- [RECORDED INFORMATION]:
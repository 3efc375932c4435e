//! Configuration loading from TOML with environment variable resolution.
//!
//! Reads `config.toml` and deserializes into strongly-typed structs.
//! Secrets (the admin/scheduler/oracle bearer tokens) are referenced by
//! env-var name in the config and resolved at runtime via `std::env::var`.

use anyhow::{Context, Result};
use serde::Deserialize;
use std::fs;

use crate::fees::FeeConfig;

/// Top-level application configuration.
#[derive(Debug, Deserialize, Clone)]
pub struct AppConfig {
    pub market: MarketConfig,
    pub auth: AuthConfig,
    pub server: ServerConfig,
    pub storage: StorageConfig,
}

/// Initial fee parameters; the administrator can change them at
/// runtime through the admin interface.
#[derive(Debug, Deserialize, Clone)]
pub struct MarketConfig {
    pub unit_stake: u64,
    pub refund_fee_pct: u8,
    pub claim_fee_pct: u8,
}

/// Env-var names holding the bearer tokens for the three trusted
/// identities.
#[derive(Debug, Deserialize, Clone)]
pub struct AuthConfig {
    pub admin_token_env: String,
    pub scheduler_token_env: String,
    pub oracle_token_env: String,
}

#[derive(Debug, Deserialize, Clone)]
pub struct ServerConfig {
    pub port: u16,
}

#[derive(Debug, Deserialize, Clone)]
pub struct StorageConfig {
    /// Path of the JSON state snapshot. Missing file means fresh start.
    pub state_file: String,
}

impl AppConfig {
    /// Load configuration from a TOML file.
    pub fn load(path: &str) -> Result<Self> {
        let contents = fs::read_to_string(path)
            .with_context(|| format!("Failed to read config file: {path}"))?;
        let config: AppConfig = toml::from_str(&contents)
            .with_context(|| format!("Failed to parse config file: {path}"))?;
        Ok(config)
    }

    /// The fee config described by the market section, validated.
    pub fn fee_config(&self) -> Result<FeeConfig> {
        FeeConfig::new(
            self.market.unit_stake,
            self.market.refund_fee_pct,
            self.market.claim_fee_pct,
        )
        .context("Invalid [market] fee parameters")
    }

    /// Resolve an environment variable name to its value.
    /// Useful for loading secrets referenced in the config.
    pub fn resolve_env(env_name: &str) -> Result<String> {
        std::env::var(env_name)
            .with_context(|| format!("Environment variable not set: {env_name}"))
    }
}

#[cfg(test)]
mod tests {
    use super::*;

    #[test]
    fn test_parse_config() {
        let toml = r#"
            [market]
            unit_stake = 1000
            refund_fee_pct = 5
            claim_fee_pct = 1

            [auth]
            admin_token_env = "TRENDPOOL_ADMIN_TOKEN"
            scheduler_token_env = "TRENDPOOL_SCHEDULER_TOKEN"
            oracle_token_env = "TRENDPOOL_ORACLE_TOKEN"

            [server]
            port = 8080

            [storage]
            state_file = "trendpool_state.json"
        "#;
        let cfg: AppConfig = toml::from_str(toml).unwrap();
        assert_eq!(cfg.market.unit_stake, 1000);
        assert_eq!(cfg.market.refund_fee_pct, 5);
        assert_eq!(cfg.server.port, 8080);
        assert_eq!(cfg.auth.admin_token_env, "TRENDPOOL_ADMIN_TOKEN");

        let fees = cfg.fee_config().unwrap();
        assert_eq!(fees.unit_stake, 1000);
        assert_eq!(fees.claim_fee_pct, 1);
    }

    #[test]
    fn test_invalid_fee_params_rejected() {
        let toml = r#"
            [market]
            unit_stake = 0
            refund_fee_pct = 5
            claim_fee_pct = 1

            [auth]
            admin_token_env = "A"
            scheduler_token_env = "S"
            oracle_token_env = "O"

            [server]
            port = 8080

            [storage]
            state_file = "s.json"
        "#;
        let cfg: AppConfig = toml::from_str(toml).unwrap();
        assert!(cfg.fee_config().is_err());
    }

    #[test]
    fn test_load_missing_file_errors() {
        assert!(AppConfig::load("/nonexistent/config.toml").is_err());
    }
}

- [INSTRUCTIONS FOR THE TASK]: Starting with the first line of the listing above, copy each line exactly until you have copied the line containing "use std::fs;". Stop there.

- [ANSWER TO THIS TASK]:
repository 3efc375932c4435e
//! Configuration loading from TOML with environment variable resolution.
//!
//! Reads `config.toml` and deserializes into strongly-typed structs.
//! Secrets (the admin/scheduler/oracle bearer tokens) are referenced by
//! env-var name in the config and resolved at runtime via `std::env::var`.

use anyhow::{Context, Result};
use serde::Deserialize;
use std::fs;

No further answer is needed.